Explanation: **Explanation:** **Rhopressa (Netarsudil)** is a first-in-class **Rho-kinase (ROCK) inhibitor** recently approved for the treatment of open-angle glaucoma and ocular hypertension. **1. Why Option B is Correct:** The primary mechanism of Netarsudil is the **increase of aqueous outflow through the trabecular meshwork (TM)**, which is the "conventional" outflow pathway. It works by inhibiting the Rho-kinase enzyme, leading to the relaxation of the actin-myosin cytoskeleton within the trabecular meshwork cells and the contraction of the inner wall of Schlemm’s canal. This reduces resistance and increases the ease with which fluid leaves the eye.

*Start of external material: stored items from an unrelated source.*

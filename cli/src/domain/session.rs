//! Command lines and managed (tmux) session descriptions.

use std::path::PathBuf;

/// Session that hosts the streaming server.
pub const STREAMING_SESSION: &str = "sunshine";
/// Session that hosts the tunnel client.
pub const TUNNEL_SESSION: &str = "tunnel";

/// A program, its arguments, and extra environment bindings.
#[derive(Debug, Clone, PartialEq, Eq)]
pub struct CommandLine {
    pub program: String,
    pub args: Vec<String>,
    pub env: Vec<(String, String)>,
}

impl CommandLine {
    #[must_use]
    pub fn new(program: &str) -> Self {
        Self {
            program: program.to_string(),
            args: Vec::new(),
            env: Vec::new(),
        }
    }

    #[must_use]
    pub fn arg(mut self, arg: impl Into<String>) -> Self {
        self.args.push(arg.into());
        self
    }

    #[must_use]
    pub fn args<I, S>(mut self, args: I) -> Self
    where
        I: IntoIterator<Item = S>,
        S: Into<String>,
    {
        self.args.extend(args.into_iter().map(Into::into));
        self
    }

    #[must_use]
    pub fn env(mut self, key: &str, value: &str) -> Self {
        self.env.push((key.to_string(), value.to_string()));
        self
    }

    /// Render as a single shell command, env bindings first via `env`.
    #[must_use]
    pub fn to_shell(&self) -> String {
        let mut parts = Vec::new();
        if !self.env.is_empty() {
            parts.push("env".to_string());
            for (k, v) in &self.env {
                parts.push(shell_quote(&format!("{k}={v}")));
            }
        }
        parts.push(shell_quote(&self.program));
        parts.extend(self.args.iter().map(|a| shell_quote(a)));
        parts.join(" ")
    }
}

/// A detachable session wrapping one long-running command.
#[derive(Debug, Clone, PartialEq, Eq)]
pub struct SessionSpec {
    /// Unique key; at most one live session per name.
    pub name: String,
    pub command: CommandLine,
    /// Combined stdout/stderr destination.
    pub log: Option<PathBuf>,
}

impl SessionSpec {
    /// The shell line the multiplexer runs inside the session.
    #[must_use]
    pub fn shell_line(&self) -> String {
        let cmd = self.command.to_shell();
        match &self.log {
            Some(log) => format!("{cmd} > {} 2>&1", shell_quote(&log.to_string_lossy())),
            None => cmd,
        }
    }
}

/// A background process started outside any session.
#[derive(Debug, Clone, PartialEq, Eq)]
pub struct DetachedSpec {
    pub command: CommandLine,
    pub log: PathBuf,
    /// Run through `sudo`.
    pub privileged: bool,
}

/// Quote `s` for POSIX `sh` when it holds anything beyond a safe charset.
#[must_use]
pub fn shell_quote(s: &str) -> String {
    let safe = !s.is_empty()
        && s
            .chars()
            .all(|c| c.is_ascii_alphanumeric() || "-_./:=@%+,".contains(c));
    if safe {
        s.to_string()
    } else {
        format!("'{}'", s.replace('\'', r"'\''"))
    }
}
//! HTTP download of release artifacts.
//!
//! Blocking `ureq` I/O runs on the blocking pool; the file is streamed into
//! `{dest}.partial` and renamed into place only once complete.

use std::fs::OpenOptions;
use std::io::{Read, Write};
use std::path::{Path, PathBuf};

use anyhow::{Context, Result};

/// Download `url` to `dest`, replacing any existing file.
///
/// # Errors
///
/// Returns an error on a non-2xx status, an interrupted transfer, or a
/// failed write.
pub async fn download_file(url: &str, dest: &Path, quiet: bool) -> Result<()> {
    let url = url.to_string();
    let dest = dest.to_path_buf();
    tokio::task::spawn_blocking(move || fetch(&url, &dest, quiet))
        .await
        .context("download task panicked")?
}

fn fetch(url: &str, dest: &Path, quiet: bool) -> Result<()> {
    tracing::debug!(url, dest = %dest.display(), "downloading");
    let response = match ureq::get(url).call() {
        Ok(r) => r,
        Err(ureq::Error::Status(code, _)) => anyhow::bail!("HTTP {code}"),
        Err(e) => return Err(anyhow::Error::new(e).context("request failed")),
    };

    let total = response
        .header("Content-Length")
        .and_then(|v| v.parse::<u64>().ok());
    let pb = if quiet {
        indicatif::ProgressBar::hidden()
    } else if let Some(t) = total {
        let pb = indicatif::ProgressBar::new(t);
        pb.set_style(
            indicatif::ProgressStyle::default_bar()
                .template("  [{bar:40}] {percent}% ({bytes}/{total_bytes})")
                .unwrap_or_else(|_| indicatif::ProgressStyle::default_bar())
                .progress_chars("█▓░"),
        );
        pb
    } else {
        indicatif::ProgressBar::new_spinner()
    };

    let partial = partial_path(dest);
    let mut file = OpenOptions::new()
        .write(true)
        .create(true)
        .truncate(true)
        .open(&partial)
        .with_context(|| format!("opening {}", partial.display()))?;

    let mut reader = response.into_reader();
    let mut buf = vec![0u8; 64 * 1024];
    let copied = loop {
        let n = match reader.read(&mut buf) {
            Ok(0) => break Ok(()),
            Ok(n) => n,
            Err(e) => break Err(anyhow::Error::new(e).context("download interrupted")),
        };
        if let Err(e) = file.write_all(&buf[..n]) {
            break Err(anyhow::Error::new(e).context("writing download"));
        }
        pb.inc(n as u64);
    };
    pb.finish_and_clear();
    drop(file);

    if let Err(e) = copied {
        std::fs::remove_file(&partial).ok();
        return Err(e);
    }
    std::fs::rename(&partial, dest)
        .with_context(|| format!("finalizing {}", dest.display()))?;
    Ok(())
}

fn partial_path(dest: &Path) -> PathBuf {
    let mut s = dest.as_os_str().to_owned();
    s.push(".partial");
    PathBuf::from(s)
}
//! JSON output helpers.
//!
//! Provides the error-object formatter used by `--json` when a run fails,
//! and the summary formatter used when it succeeds.

use anyhow::{Context, Result};

use crate::domain::ProvisionSummary;

/// Format a JSON error object.
///
/// Output (pretty-printed):
/// ```json
/// {
///   "error": true,
///   "message": "...",
///   "code": "...",
///   "stage": "..."
/// }
/// ```
/// `stage` is `null` for failures outside the stage sequence.
///
/// # Errors
///
/// Returns an error if JSON serialization fails.
pub fn format_error(message: &str, code: &str, stage: Option<&str>) -> Result<String> {
    let obj = serde_json::json!({
        "error": true,
        "message": message,
        "code": code,
        "stage": stage,
    });
    serde_json::to_string_pretty(&obj).context("JSON serialization failed")
}

/// Format the success summary, next steps included.
///
/// # Errors
///
/// Returns an error if JSON serialization fails.
pub fn format_summary(summary: &ProvisionSummary) -> Result<String> {
    let mut value = serde_json::to_value(summary).context("JSON serialization failed")?;
    if let Some(obj) = value.as_object_mut() {
        obj.insert("next_steps".to_string(), serde_json::json!(summary.next_steps()));
    }
    serde_json::to_string_pretty(&value).context("JSON serialization failed")
}

/// Machine-readable code and failing stage for any error a run can end with.
#[must_use]
pub fn classify(err: &anyhow::Error) -> (&'static str, Option<&'static str>) {
    use crate::domain::{ConfigError, ProvisionError, StageFailure};

    if let Some(failure) = err.downcast_ref::<StageFailure>() {
        let code = failure.provision_error().map_or("stage_failed", ProvisionError::code);
        return (code, Some(failure.stage.name()));
    }
    if let Some(e) = err.downcast_ref::<ProvisionError>() {
        return (e.code(), None);
    }
    if err.chain().any(|c| c.downcast_ref::<ConfigError>().is_some()) {
        return ("invalid_config", None);
    }
    ("error", None)
}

Additionally, it lowers episcleral venous pressure. **2. Why the Other Options are Incorrect:** * **Option A:** Increased uveoscleral (unconventional) outflow is the primary mechanism of **Prostaglandin Analogues** (e.g., Latanoprost). * **Option C:** Increasing aqueous production would raise intraocular pressure (IOP) and is contraindicated in glaucoma management. * **Option D:** Decreased aqueous production is the mechanism of **Beta-blockers** (e.g., Timolol), **Alpha-2 agonists** (e.g., Brimonidine), and **Carbonic Anhydrase Inhibitors** (e.g., Dorzolamide). **Clinical Pearls for NEET-PG:** * **Triple Action:** Netarsudil is unique because it (1) increases TM outflow, (2) decreases episcleral venous pressure, and (3) slightly reduces aqueous production (minor effect). * **Side Effects:** The most common side effect is **conjunctival hyperemia** (redness) and **conjunctival hemorrhages** (petechiae). It can also cause **cornea verticillata** (vortex keratopathy). * **Dosing:** It is typically administered as a once-daily drop in the evening.